**TASK STATEMENT:** Please copy out the entries below exactly, beginning with the line that contains "info!(crawled = urls.len(), stored" and ending with the line that contains "the tests below", and include nothing outside that span.

━━━━━━━━━━━━━━━━

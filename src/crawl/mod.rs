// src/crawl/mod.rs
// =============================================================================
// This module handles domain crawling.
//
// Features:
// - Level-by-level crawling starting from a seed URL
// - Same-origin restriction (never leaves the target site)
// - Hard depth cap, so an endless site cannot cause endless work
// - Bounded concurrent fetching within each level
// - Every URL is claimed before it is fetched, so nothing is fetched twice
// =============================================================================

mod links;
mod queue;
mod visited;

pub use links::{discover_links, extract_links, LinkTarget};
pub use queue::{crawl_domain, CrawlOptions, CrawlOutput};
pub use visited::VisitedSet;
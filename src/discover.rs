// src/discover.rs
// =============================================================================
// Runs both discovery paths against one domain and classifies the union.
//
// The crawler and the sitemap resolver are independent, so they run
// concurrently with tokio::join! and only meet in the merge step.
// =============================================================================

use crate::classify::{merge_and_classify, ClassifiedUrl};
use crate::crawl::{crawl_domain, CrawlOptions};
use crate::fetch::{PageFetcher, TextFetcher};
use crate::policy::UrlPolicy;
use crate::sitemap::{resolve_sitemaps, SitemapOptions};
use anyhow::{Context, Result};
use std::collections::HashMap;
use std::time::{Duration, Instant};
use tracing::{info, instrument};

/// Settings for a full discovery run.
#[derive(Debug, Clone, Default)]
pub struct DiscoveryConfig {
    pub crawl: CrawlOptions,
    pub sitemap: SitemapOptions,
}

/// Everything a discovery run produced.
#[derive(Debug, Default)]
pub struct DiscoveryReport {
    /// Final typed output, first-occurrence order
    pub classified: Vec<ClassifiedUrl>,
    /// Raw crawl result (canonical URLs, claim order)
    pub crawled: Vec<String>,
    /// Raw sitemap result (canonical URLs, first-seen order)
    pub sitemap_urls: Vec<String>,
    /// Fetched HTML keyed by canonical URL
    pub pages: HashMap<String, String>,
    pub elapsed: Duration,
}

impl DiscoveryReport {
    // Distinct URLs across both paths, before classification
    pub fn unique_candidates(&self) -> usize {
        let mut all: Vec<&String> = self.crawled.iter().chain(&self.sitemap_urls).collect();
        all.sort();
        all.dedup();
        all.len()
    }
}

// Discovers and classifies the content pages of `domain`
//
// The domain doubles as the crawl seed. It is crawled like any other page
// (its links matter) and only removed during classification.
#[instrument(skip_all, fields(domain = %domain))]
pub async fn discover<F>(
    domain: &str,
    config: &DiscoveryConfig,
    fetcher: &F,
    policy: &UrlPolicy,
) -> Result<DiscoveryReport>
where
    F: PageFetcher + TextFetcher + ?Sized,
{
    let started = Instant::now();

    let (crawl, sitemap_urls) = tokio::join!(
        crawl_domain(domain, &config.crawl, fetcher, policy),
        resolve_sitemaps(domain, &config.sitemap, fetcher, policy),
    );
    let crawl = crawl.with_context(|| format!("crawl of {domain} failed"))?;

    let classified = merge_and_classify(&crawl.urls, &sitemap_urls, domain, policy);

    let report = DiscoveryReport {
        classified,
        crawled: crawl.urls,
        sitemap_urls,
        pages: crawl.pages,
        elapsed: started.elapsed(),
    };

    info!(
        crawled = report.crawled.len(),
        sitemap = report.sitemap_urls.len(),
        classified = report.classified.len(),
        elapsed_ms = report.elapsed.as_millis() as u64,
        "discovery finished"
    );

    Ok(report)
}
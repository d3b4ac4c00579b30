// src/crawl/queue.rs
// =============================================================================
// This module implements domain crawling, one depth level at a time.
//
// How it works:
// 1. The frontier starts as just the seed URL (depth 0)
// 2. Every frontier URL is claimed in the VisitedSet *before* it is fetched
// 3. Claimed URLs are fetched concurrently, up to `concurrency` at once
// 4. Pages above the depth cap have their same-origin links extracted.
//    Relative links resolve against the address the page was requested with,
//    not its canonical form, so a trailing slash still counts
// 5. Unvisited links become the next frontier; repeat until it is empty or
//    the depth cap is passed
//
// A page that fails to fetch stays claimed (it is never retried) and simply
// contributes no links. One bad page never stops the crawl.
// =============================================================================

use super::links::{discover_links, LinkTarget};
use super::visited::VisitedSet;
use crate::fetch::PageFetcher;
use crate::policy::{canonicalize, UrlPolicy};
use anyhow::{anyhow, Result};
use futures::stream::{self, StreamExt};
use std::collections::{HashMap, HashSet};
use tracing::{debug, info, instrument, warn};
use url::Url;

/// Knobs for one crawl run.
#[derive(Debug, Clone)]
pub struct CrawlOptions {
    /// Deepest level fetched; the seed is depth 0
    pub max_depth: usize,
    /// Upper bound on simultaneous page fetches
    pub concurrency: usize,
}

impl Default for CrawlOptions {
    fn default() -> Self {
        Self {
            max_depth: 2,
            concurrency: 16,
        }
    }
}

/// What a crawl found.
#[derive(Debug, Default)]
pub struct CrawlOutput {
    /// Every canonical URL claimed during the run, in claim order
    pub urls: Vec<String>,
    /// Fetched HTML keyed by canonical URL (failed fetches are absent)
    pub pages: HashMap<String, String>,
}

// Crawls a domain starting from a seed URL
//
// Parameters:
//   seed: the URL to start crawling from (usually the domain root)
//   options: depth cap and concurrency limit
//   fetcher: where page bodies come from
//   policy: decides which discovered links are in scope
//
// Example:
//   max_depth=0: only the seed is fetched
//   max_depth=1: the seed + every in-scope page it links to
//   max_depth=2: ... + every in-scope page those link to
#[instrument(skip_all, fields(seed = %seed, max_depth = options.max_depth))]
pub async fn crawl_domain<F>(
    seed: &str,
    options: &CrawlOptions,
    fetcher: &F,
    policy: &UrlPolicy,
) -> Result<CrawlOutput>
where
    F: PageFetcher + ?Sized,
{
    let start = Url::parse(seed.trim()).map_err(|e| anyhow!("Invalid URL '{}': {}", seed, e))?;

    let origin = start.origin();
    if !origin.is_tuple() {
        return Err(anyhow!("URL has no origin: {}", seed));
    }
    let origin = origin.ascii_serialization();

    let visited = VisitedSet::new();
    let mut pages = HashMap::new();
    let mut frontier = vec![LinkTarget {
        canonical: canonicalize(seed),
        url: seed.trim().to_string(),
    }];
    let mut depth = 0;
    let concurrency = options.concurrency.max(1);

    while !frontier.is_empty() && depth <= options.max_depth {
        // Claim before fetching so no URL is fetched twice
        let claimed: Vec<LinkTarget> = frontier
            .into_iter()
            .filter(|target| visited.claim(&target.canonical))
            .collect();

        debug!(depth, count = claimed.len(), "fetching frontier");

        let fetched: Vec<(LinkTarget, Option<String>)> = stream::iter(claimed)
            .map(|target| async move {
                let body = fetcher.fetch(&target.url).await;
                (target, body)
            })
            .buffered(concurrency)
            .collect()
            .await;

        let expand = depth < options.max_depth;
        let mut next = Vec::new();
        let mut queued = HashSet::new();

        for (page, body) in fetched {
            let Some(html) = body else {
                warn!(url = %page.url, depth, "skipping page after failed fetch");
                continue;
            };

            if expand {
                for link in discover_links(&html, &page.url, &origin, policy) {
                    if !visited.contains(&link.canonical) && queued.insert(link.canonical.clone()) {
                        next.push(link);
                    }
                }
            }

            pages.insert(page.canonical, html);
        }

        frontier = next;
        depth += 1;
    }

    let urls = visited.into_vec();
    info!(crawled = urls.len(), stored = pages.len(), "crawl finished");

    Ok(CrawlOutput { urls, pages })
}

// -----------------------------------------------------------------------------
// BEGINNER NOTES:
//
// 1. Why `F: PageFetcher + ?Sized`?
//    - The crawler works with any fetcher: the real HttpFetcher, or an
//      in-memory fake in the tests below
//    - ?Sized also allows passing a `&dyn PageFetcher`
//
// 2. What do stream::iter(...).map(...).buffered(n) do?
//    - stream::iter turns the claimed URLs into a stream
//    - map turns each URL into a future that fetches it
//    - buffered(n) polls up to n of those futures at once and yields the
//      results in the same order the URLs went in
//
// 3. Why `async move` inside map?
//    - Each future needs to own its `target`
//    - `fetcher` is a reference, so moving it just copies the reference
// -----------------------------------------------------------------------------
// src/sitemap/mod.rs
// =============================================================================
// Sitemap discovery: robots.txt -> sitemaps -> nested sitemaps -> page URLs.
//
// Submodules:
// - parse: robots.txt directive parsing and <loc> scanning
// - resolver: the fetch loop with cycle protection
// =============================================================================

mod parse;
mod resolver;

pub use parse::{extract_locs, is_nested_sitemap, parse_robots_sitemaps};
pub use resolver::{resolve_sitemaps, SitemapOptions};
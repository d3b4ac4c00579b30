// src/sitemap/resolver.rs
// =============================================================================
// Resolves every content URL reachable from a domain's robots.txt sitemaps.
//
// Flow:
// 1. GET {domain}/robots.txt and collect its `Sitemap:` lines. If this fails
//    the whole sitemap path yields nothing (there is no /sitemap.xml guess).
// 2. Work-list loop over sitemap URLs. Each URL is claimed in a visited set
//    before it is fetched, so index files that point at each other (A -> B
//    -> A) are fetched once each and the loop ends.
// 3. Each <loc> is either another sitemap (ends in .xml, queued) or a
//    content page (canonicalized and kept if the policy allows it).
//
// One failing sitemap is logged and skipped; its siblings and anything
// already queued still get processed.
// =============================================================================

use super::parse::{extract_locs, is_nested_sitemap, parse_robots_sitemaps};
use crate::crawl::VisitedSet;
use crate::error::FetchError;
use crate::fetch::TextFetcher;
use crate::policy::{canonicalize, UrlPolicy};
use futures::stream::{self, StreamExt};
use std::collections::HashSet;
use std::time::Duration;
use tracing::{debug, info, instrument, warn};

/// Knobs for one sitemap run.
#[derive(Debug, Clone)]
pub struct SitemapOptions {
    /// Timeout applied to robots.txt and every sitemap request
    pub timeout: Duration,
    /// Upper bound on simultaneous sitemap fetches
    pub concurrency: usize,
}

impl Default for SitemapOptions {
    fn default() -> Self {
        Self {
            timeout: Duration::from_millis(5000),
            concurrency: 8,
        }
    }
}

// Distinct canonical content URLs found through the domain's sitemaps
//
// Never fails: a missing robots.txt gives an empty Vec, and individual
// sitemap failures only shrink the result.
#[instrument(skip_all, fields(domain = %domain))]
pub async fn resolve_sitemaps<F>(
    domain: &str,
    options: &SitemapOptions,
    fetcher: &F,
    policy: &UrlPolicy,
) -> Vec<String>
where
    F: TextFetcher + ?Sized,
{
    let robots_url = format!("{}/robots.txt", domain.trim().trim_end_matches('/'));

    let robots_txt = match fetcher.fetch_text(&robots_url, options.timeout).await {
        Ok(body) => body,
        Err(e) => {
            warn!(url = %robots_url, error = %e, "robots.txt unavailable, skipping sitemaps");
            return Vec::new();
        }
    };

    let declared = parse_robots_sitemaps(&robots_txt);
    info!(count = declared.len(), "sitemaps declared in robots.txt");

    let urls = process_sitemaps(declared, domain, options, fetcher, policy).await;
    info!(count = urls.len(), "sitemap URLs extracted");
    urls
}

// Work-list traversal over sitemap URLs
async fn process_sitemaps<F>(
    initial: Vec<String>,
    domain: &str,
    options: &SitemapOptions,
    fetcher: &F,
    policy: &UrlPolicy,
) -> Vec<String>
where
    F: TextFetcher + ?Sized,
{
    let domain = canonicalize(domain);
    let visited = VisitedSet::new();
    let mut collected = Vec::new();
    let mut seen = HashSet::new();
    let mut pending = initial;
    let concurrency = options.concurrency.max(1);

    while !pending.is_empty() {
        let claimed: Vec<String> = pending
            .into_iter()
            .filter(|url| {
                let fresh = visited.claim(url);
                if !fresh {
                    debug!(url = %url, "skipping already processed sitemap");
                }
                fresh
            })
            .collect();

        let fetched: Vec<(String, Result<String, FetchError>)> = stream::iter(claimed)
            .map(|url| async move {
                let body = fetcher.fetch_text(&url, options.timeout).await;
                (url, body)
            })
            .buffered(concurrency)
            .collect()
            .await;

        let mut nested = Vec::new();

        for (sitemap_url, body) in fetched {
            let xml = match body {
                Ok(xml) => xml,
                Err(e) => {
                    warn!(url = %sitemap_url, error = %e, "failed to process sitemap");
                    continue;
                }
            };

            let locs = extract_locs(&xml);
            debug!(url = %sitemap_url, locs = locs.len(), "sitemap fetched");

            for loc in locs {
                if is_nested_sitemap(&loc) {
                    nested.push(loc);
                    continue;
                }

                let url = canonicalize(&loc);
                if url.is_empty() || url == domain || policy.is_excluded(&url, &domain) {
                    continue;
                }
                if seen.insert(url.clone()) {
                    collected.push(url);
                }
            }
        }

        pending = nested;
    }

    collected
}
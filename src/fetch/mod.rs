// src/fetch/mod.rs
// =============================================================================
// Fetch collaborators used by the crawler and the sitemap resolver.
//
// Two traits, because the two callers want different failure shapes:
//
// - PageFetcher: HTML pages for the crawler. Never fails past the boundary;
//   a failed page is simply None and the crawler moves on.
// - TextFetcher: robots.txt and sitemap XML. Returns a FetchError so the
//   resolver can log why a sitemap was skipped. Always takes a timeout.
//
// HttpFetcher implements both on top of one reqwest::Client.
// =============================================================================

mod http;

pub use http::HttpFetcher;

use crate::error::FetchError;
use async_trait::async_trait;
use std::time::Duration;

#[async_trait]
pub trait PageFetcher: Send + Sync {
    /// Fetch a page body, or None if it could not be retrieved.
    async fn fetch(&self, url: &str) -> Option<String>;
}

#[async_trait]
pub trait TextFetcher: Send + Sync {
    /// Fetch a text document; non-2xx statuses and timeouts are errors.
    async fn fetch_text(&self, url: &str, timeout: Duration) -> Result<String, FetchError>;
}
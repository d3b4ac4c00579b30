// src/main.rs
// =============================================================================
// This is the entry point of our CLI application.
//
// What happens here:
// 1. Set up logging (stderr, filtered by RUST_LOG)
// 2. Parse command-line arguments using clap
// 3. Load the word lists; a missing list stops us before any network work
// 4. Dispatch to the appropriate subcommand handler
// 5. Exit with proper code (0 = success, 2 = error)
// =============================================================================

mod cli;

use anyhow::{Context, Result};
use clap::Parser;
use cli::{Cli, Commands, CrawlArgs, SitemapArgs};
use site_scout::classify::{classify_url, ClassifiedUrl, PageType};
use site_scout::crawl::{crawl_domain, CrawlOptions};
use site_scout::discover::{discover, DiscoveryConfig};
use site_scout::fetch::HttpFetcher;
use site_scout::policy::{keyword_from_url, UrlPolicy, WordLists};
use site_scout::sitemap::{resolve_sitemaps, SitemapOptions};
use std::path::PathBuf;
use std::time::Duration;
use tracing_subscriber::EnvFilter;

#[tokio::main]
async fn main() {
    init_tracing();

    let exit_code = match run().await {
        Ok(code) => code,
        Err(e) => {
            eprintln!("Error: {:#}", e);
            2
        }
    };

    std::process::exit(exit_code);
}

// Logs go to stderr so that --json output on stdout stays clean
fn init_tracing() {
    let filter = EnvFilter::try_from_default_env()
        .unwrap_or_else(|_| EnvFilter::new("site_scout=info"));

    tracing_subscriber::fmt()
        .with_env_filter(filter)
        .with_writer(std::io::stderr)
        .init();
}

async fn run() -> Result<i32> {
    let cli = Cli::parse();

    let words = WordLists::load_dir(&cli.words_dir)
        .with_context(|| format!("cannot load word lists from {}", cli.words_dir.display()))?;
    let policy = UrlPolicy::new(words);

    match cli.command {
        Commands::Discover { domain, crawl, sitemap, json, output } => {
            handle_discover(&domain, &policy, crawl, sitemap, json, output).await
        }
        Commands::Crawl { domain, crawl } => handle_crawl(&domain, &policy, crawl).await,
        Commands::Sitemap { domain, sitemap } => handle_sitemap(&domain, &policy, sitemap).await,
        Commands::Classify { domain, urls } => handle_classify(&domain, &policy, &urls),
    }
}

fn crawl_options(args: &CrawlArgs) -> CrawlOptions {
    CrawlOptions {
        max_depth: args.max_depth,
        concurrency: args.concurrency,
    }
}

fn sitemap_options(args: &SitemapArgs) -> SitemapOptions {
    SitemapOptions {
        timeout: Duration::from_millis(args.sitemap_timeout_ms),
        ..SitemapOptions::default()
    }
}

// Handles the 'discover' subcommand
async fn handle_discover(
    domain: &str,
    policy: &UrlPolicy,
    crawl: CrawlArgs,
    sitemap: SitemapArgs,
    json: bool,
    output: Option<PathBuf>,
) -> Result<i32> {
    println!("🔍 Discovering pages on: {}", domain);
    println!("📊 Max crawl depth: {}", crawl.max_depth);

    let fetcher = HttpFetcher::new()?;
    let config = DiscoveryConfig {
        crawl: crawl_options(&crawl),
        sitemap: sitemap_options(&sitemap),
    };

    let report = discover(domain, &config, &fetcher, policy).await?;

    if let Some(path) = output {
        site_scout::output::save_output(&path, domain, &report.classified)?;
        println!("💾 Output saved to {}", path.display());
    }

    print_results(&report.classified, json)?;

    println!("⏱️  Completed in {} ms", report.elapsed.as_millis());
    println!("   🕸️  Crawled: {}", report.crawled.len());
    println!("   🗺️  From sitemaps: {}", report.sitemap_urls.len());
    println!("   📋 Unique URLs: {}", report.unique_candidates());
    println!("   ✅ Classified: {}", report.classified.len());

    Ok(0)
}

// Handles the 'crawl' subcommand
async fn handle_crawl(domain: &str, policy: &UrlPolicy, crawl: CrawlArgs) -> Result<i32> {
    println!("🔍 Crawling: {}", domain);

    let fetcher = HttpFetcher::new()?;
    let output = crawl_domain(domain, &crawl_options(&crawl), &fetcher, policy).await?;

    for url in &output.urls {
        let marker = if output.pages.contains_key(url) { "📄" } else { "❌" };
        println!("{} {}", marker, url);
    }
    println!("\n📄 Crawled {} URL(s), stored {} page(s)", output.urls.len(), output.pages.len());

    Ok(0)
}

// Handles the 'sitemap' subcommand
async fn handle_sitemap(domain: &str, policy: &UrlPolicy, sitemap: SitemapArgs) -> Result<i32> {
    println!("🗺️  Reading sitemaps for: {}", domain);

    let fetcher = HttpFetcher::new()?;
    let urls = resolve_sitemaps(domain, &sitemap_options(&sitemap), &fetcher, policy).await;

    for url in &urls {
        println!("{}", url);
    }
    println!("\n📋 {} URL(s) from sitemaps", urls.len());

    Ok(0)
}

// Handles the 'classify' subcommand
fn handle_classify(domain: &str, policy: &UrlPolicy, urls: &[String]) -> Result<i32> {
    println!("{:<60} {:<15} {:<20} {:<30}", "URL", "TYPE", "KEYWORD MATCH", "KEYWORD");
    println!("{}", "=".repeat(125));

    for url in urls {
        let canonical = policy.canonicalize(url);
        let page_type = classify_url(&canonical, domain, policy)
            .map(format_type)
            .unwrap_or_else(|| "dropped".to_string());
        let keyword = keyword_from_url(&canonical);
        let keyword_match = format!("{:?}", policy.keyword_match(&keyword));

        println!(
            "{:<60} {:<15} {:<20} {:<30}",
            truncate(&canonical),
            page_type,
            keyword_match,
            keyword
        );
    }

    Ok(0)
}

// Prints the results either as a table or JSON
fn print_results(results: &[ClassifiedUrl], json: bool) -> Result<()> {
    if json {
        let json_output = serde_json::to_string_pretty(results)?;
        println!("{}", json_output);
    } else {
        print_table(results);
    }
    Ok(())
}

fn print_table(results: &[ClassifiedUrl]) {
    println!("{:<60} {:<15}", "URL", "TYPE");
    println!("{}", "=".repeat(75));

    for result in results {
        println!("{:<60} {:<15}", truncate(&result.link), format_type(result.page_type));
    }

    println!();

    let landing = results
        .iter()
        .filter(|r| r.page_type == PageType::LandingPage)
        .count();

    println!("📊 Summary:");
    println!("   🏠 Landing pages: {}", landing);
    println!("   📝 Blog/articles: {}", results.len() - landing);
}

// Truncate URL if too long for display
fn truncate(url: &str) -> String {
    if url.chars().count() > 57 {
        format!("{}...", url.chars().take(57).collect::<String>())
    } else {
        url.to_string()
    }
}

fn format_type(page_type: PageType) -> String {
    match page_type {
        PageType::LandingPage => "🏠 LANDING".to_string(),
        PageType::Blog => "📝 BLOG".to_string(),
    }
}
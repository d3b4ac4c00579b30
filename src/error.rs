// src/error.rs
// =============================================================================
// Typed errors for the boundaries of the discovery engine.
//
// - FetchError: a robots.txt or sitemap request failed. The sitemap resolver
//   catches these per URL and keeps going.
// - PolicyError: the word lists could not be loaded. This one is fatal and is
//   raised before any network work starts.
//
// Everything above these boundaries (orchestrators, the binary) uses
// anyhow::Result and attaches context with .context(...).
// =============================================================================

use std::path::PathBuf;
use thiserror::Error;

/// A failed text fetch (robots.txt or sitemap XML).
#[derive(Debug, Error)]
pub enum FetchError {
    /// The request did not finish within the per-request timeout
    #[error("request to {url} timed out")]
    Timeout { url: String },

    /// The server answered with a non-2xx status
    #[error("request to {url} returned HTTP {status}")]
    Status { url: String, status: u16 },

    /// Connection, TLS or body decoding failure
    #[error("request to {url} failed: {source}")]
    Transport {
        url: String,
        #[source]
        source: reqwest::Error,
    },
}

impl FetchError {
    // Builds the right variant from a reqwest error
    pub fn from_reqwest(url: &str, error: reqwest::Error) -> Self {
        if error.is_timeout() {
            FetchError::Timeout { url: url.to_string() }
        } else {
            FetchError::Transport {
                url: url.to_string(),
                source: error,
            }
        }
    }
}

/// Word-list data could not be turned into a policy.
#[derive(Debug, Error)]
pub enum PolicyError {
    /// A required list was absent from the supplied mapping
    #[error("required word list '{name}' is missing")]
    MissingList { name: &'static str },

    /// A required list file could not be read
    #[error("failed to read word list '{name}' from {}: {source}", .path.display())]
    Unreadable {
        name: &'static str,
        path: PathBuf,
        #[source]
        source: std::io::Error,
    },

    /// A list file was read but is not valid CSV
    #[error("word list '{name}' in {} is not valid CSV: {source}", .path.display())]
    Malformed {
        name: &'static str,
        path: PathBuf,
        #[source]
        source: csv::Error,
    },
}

━━━━━━━━━━━━━━━━

**REPLY:**
    info!(crawled = urls.len(), stored = pages.len(), "crawl finished");

    Ok(CrawlOutput { urls, pages })
}

// -----------------------------------------------------------------------------
// BEGINNER NOTES:
//
// 1. Why `F: PageFetcher + ?Sized`?
//    - The crawler works with any fetcher: the real HttpFetcher, or an
//      in-memory fake in the tests below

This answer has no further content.